Misi yang sesungguhnya baru saja akan dimulai, dan mereka semua harus benar-benar menggunakan konsentrasi mereka. Ini adalah kesempatan pertama bagi mereka semua, untuk menunjukkan kemampuan yang selama ini mereka latih dan miliki. Tentu saja apa yang dikatakan oleh Max tersebut semakin mengobarkan semangat para anggota yang memang sebagian adalah para pemuda dan pemudi yang baru saja memiliki pengalaman perjalanan seperti ini. Mereka tampak bersemangat. Namun berusaha untuk tetap mengendalikan diri, sesuai dengan apa yang diperingatkan oleh Max pada mereka.

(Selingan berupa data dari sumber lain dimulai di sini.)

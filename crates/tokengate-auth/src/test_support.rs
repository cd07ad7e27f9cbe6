//! Shared fixtures for unit tests.

use std::sync::Arc;
use std::sync::atomic::{AtomicBool, Ordering};
use std::time::Duration;

use async_trait::async_trait;
use chrono::Utc;
use uuid::Uuid;

use tokengate_cache::CacheManager;
use tokengate_cache::memory::MemoryCacheProvider;
use tokengate_core::config::AuthConfig;
use tokengate_core::config::cache::MemoryCacheConfig;
use tokengate_core::error::AppError;
use tokengate_core::result::AppResult;
use tokengate_core::traits::CacheProvider;
use tokengate_database::UserRepository;
use tokengate_database::memory::{MemoryRefreshTokenRepository, MemoryUserRepository};
use tokengate_entity::user::{CreateUser, User};

use crate::identity::IdentityResolver;
use crate::jwt::JwtCodec;
use crate::password::{PasswordHasher, PasswordValidator};
use crate::refresh::RefreshTokenStore;
use crate::revocation::RevocationCache;
use crate::session::SessionManager;

pub fn auth_config() -> AuthConfig {
    AuthConfig {
        jwt_secret: "test-secret".to_string(),
        argon2_memory_kib: 64,
        argon2_iterations: 1,
        ..AuthConfig::default()
    }
}

pub fn codec() -> Arc<JwtCodec> {
    Arc::new(JwtCodec::from_config(&auth_config()))
}

pub fn memory_cache() -> Arc<CacheManager> {
    let provider = MemoryCacheProvider::new(&MemoryCacheConfig { max_capacity: 10_000 });
    Arc::new(CacheManager::from_provider(
        Arc::new(provider),
        Duration::from_secs(1),
    ))
}

pub fn revocation(cache: Arc<CacheManager>) -> RevocationCache {
    RevocationCache::new(cache, codec())
}

pub fn user(username: &str) -> User {
    let now = Utc::now();
    User {
        id: Uuid::new_v4(),
        username: username.to_string(),
        email: format!("{username}@example.com"),
        password_hash: String::new(),
        first_name: None,
        last_name: None,
        phone_number: None,
        birth_date: None,
        is_active: true,
        email_verified: false,
        last_password_change_at: now,
        created_at: now,
        updated_at: now,
    }
}

/// Cache whose reads report every key `active` and whose writes all fail.
#[derive(Debug)]
struct FailingWrites {
    members: Vec<String>,
}

#[async_trait]
impl CacheProvider for FailingWrites {
    async fn get(&self, _key: &str) -> AppResult<Option<String>> {
        Ok(Some("active".to_string()))
    }

    async fn set(&self, _key: &str, _value: &str, _ttl: Duration) -> AppResult<()> {
        Err(AppError::cache("unavailable"))
    }

    async fn set_unless(
        &self,
        _key: &str,
        _value: &str,
        _forbidden: &str,
        _ttl: Duration,
    ) -> AppResult<bool> {
        Err(AppError::cache("unavailable"))
    }

    async fn delete(&self, _key: &str) -> AppResult<()> {
        Err(AppError::cache("unavailable"))
    }

    async fn exists(&self, _key: &str) -> AppResult<bool> {
        Ok(true)
    }

    async fn set_add(&self, _key: &str, _member: &str, _ttl: Duration) -> AppResult<()> {
        Err(AppError::cache("unavailable"))
    }

    async fn set_members(&self, _key: &str) -> AppResult<Vec<String>> {
        Ok(self.members.clone())
    }

    async fn set_remove(&self, _key: &str, _member: &str) -> AppResult<()> {
        Ok(())
    }

    async fn health_check(&self) -> AppResult<bool> {
        Ok(false)
    }
}

pub fn failing_writes_cache(members: Vec<String>) -> Arc<CacheManager> {
    Arc::new(CacheManager::from_provider(
        Arc::new(FailingWrites { members }),
        Duration::from_secs(1),
    ))
}

/// In-memory cache with switchable faults: reads can fail or stall, and
/// writes to keys naming a poisoned token always fail.
#[derive(Debug)]
pub struct FlakyCache {
    inner: MemoryCacheProvider,
    poisoned: Vec<String>,
    fail_reads: Arc<AtomicBool>,
    stall_reads: Arc<AtomicBool>,
}

/// Switches for a [`FlakyCache`] after it has been handed out.
#[derive(Debug, Clone)]
pub struct FaultSwitch {
    fail_reads: Arc<AtomicBool>,
    stall_reads: Arc<AtomicBool>,
}

impl FaultSwitch {
    pub fn fail_reads(&self) {
        self.fail_reads.store(true, Ordering::SeqCst);
    }

    pub fn stall_reads(&self) {
        self.stall_reads.store(true, Ordering::SeqCst);
    }
}

impl FlakyCache {
    fn poisoned(&self, key: &str) -> bool {
        self.poisoned.iter().any(|token| key.contains(token.as_str()))
    }
}

#[async_trait]
impl CacheProvider for FlakyCache {
    async fn get(&self, key: &str) -> AppResult<Option<String>> {
        if self.fail_reads.load(Ordering::SeqCst) {
            return Err(AppError::cache("read failed"));
        }
        if self.stall_reads.load(Ordering::SeqCst) {
            tokio::time::sleep(Duration::from_secs(5)).await;
        }
        self.inner.get(key).await
    }

    async fn set(&self, key: &str, value: &str, ttl: Duration) -> AppResult<()> {
        if self.poisoned(key) {
            return Err(AppError::cache("write failed"));
        }
        self.inner.set(key, value, ttl).await
    }

    async fn set_unless(
        &self,
        key: &str,
        value: &str,
        forbidden: &str,
        ttl: Duration,
    ) -> AppResult<bool> {
        self.inner.set_unless(key, value, forbidden, ttl).await
    }

    async fn delete(&self, key: &str) -> AppResult<()> {
        self.inner.delete(key).await
    }

    async fn exists(&self, key: &str) -> AppResult<bool> {
        self.inner.exists(key).await
    }

    async fn set_add(&self, key: &str, member: &str, ttl: Duration) -> AppResult<()> {
        self.inner.set_add(key, member, ttl).await
    }

    async fn set_members(&self, key: &str) -> AppResult<Vec<String>> {
        self.inner.set_members(key).await
    }

    async fn set_remove(&self, key: &str, member: &str) -> AppResult<()> {
        self.inner.set_remove(key, member).await
    }

    async fn health_check(&self) -> AppResult<bool> {
        Ok(true)
    }
}

/// A [`FlakyCache`] behind a manager with a short call deadline.
pub fn flaky_cache(poisoned: Vec<String>) -> (Arc<CacheManager>, FaultSwitch) {
    let switch = FaultSwitch {
        fail_reads: Arc::new(AtomicBool::new(false)),
        stall_reads: Arc::new(AtomicBool::new(false)),
    };
    let provider = FlakyCache {
        inner: MemoryCacheProvider::new(&MemoryCacheConfig { max_capacity: 10_000 }),
        poisoned,
        fail_reads: switch.fail_reads.clone(),
        stall_reads: switch.stall_reads.clone(),
    };
    let manager = CacheManager::from_provider(Arc::new(provider), Duration::from_millis(100));
    (Arc::new(manager), switch)
}

/// Every auth component wired over in-memory stores.
pub struct Harness {
    pub codec: Arc<JwtCodec>,
    pub revocation: Arc<RevocationCache>,
    pub refresh_store: Arc<RefreshTokenStore>,
    pub users: MemoryUserRepository,
    pub refresh_rows: MemoryRefreshTokenRepository,
    pub hasher: Arc<PasswordHasher>,
    pub session: SessionManager,
    pub resolver: IdentityResolver,
}

impl Harness {
    pub async fn new() -> Self {
        Self::with_config(|_| {}).await
    }

    pub async fn with_config(adjust: impl FnOnce(&mut AuthConfig)) -> Self {
        let mut config = auth_config();
        adjust(&mut config);
        Self::build(config, memory_cache())
    }

    pub async fn with_cache(cache: Arc<CacheManager>) -> Self {
        Self::build(auth_config(), cache)
    }

    fn build(config: AuthConfig, cache: Arc<CacheManager>) -> Self {
        let codec = Arc::new(JwtCodec::from_config(&config));
        let users = MemoryUserRepository::new();
        let refresh_rows = MemoryRefreshTokenRepository::new();
        let revocation = Arc::new(RevocationCache::new(cache, codec.clone()));
        let refresh_store = Arc::new(RefreshTokenStore::new(
            Arc::new(refresh_rows.clone()),
            codec.clone(),
            &config,
        ));
        let hasher = Arc::new(PasswordHasher::new(&config).expect("argon2 params"));
        let session = SessionManager::new(
            codec.clone(),
            revocation.clone(),
            refresh_store.clone(),
            Arc::new(users.clone()),
            hasher.clone(),
            Arc::new(PasswordValidator::new(&config)),
            &config,
        );
        let resolver = IdentityResolver::new(
            codec.clone(),
            revocation.clone(),
            Arc::new(users.clone()),
        );

        Self {
            codec,
            revocation,
            refresh_store,
            users,
            refresh_rows,
            hasher,
            session,
            resolver,
        }
    }

    pub async fn add_user(&self, username: &str, password: &str) -> User {
        let password_hash = self.hasher.hash(password).await.expect("hash");
        self.users
            .create(&CreateUser {
                username: username.to_string(),
                email: format!("{username}@example.com"),
                password_hash,
                first_name: None,
                last_name: None,
                phone_number: None,
                birth_date: None,
            })
            .await
            .expect("create user")
    }
}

Lalu Max pun mengarahkan semuanya untuk menuju titik yang memang sudah ditentukan oleh Max sebelumnya. Titik tersebut berada di arena selatan desa yang tak lain adalah arena hutan yang penuh dengan pepohonan rindang. Jelas, ketika malam tiba, area tersebut menjadi sangat sepi dan gelap. Ditambah dengan kondisi warga yang sama sekali tidak bisa ke luar dari rumah mereka, jelas area tersebut menjadi semakin tidak tersentuh dan terasa mengerikan bagi orang awam.
“Semuanya, bersiap di posisi kalian masing-masing,” ucap Max membuat semua anggotanya dengan patuh segera berada di posisi mereka masing-masing. Semua orang jelas bisa merasakan ketegangan dan rasa antusias yang semakin menjadi. Misi berbahaya benar-benar sudah dimulai. Hidup dan mati, kini mereka pertaruhkan. Dan jelas, sudah tidak ada jalan untuk kembali bagi mereka semua.